Instructions to follow
If a line in the records below contains the word "Serialize", copy it.

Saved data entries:
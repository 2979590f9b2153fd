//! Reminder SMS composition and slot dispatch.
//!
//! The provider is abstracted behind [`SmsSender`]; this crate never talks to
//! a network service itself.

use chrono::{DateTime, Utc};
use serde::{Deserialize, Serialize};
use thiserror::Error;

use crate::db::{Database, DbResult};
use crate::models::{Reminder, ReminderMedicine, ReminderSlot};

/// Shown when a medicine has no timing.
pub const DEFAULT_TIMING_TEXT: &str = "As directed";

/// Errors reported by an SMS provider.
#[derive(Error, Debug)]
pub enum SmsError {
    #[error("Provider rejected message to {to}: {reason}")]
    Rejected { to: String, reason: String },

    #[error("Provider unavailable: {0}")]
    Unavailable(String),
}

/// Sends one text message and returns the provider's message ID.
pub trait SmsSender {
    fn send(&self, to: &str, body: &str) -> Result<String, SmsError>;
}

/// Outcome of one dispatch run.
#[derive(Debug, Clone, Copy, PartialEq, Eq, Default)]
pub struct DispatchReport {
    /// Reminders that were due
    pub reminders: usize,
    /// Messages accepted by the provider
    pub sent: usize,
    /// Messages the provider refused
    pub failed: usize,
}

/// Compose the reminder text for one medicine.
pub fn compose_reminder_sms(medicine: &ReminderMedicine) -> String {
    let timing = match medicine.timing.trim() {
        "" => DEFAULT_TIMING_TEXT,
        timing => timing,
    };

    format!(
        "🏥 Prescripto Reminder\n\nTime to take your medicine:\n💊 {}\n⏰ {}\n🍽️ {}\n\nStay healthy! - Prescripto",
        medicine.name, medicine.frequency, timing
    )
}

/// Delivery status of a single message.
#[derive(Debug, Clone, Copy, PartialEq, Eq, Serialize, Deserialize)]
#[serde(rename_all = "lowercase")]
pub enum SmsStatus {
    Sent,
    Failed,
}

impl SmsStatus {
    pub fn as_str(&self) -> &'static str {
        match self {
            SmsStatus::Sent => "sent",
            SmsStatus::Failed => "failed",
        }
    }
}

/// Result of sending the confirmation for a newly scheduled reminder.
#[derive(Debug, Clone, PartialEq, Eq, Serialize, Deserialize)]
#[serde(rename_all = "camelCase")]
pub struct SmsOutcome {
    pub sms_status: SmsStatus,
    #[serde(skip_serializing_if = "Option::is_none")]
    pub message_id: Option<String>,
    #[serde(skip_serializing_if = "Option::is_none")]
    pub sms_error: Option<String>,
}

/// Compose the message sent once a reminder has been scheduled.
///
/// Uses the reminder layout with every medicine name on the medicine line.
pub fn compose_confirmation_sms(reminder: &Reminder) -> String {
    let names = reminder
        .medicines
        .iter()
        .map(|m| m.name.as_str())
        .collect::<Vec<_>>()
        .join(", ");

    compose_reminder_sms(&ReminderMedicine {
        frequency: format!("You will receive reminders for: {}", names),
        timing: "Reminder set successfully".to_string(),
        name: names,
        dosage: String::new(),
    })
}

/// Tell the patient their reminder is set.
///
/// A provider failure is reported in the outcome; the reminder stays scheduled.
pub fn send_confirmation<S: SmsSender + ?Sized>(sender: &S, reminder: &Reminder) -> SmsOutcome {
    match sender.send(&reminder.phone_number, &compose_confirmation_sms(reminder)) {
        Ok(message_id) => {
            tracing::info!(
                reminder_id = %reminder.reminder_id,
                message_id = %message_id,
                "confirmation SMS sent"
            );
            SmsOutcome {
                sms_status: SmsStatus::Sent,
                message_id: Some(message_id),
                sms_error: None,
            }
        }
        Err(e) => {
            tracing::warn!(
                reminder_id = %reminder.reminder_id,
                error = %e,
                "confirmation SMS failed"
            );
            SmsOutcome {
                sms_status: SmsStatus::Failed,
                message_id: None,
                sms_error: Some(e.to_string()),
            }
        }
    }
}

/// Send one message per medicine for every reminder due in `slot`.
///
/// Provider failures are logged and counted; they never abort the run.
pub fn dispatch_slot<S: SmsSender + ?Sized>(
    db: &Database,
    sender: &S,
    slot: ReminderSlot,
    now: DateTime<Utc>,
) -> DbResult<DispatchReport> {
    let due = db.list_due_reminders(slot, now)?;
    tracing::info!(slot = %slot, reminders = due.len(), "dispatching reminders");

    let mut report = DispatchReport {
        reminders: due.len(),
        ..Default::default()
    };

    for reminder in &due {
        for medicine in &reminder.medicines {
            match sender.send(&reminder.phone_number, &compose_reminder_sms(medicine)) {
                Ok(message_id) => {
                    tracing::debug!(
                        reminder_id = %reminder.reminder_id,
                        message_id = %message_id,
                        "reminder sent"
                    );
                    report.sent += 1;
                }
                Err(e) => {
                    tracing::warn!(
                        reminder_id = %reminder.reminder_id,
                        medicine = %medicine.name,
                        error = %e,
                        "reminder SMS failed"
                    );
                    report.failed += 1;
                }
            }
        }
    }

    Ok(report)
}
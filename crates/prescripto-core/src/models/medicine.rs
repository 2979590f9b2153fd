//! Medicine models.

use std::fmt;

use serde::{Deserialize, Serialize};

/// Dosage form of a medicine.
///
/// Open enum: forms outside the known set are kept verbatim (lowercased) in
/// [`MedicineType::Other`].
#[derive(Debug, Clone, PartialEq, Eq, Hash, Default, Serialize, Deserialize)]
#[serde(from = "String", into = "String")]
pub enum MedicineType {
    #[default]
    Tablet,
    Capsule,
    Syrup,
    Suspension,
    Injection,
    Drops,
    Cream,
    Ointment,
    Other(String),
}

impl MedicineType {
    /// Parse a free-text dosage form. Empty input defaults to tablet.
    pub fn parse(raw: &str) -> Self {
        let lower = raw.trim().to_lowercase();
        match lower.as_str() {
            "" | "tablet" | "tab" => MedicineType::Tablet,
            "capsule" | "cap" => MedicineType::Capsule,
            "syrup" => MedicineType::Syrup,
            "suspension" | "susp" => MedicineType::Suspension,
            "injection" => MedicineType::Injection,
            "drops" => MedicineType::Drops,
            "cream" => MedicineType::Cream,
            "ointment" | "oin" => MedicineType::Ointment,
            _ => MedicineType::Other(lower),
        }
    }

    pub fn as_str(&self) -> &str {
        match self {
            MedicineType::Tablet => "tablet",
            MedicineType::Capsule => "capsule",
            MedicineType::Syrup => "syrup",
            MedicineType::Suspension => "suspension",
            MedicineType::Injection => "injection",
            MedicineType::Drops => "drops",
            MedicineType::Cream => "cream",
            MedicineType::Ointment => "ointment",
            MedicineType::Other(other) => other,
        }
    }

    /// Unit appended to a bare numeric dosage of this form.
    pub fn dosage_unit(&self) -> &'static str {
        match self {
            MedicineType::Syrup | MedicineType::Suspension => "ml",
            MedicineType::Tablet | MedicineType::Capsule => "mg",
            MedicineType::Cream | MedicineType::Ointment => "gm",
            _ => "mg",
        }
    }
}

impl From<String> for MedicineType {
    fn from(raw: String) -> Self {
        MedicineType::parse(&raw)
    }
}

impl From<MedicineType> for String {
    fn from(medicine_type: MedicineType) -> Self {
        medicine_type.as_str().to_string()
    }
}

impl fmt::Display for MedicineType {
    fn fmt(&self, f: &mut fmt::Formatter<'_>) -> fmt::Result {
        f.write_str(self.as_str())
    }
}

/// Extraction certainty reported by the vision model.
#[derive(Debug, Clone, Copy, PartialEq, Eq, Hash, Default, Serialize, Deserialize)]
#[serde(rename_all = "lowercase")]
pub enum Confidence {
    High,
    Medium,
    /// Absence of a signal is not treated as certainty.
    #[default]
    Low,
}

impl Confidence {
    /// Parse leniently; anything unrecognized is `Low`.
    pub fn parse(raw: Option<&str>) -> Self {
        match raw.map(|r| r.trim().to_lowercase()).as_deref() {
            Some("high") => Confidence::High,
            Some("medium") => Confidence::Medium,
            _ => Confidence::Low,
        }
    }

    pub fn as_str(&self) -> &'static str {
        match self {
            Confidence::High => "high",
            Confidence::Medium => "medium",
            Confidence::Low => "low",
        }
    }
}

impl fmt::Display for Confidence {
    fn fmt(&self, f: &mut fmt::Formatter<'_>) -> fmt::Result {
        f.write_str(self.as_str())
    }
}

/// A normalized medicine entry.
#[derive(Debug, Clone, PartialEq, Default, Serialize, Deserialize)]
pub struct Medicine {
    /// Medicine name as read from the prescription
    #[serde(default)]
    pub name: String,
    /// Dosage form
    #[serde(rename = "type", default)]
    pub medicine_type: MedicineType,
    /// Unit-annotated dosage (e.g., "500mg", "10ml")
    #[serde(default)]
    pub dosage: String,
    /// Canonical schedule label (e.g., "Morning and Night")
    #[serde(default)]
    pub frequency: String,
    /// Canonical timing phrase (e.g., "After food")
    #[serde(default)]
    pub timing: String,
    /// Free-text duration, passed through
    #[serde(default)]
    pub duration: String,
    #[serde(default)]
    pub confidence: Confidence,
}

Finished exercise
use serde::{Deserialize, Serialize};
#[derive(Debug, Clone, Copy, PartialEq, Eq, Serialize, Deserialize)]
#[derive(Debug, Clone, PartialEq, Eq, Serialize, Deserialize)]
use serde::{Deserialize, Serialize};
#[derive(Debug, Clone, PartialEq, Eq, Hash, Default, Serialize, Deserialize)]
#[derive(Debug, Clone, Copy, PartialEq, Eq, Hash, Default, Serialize, Deserialize)]
#[derive(Debug, Clone, PartialEq, Default, Serialize, Deserialize)]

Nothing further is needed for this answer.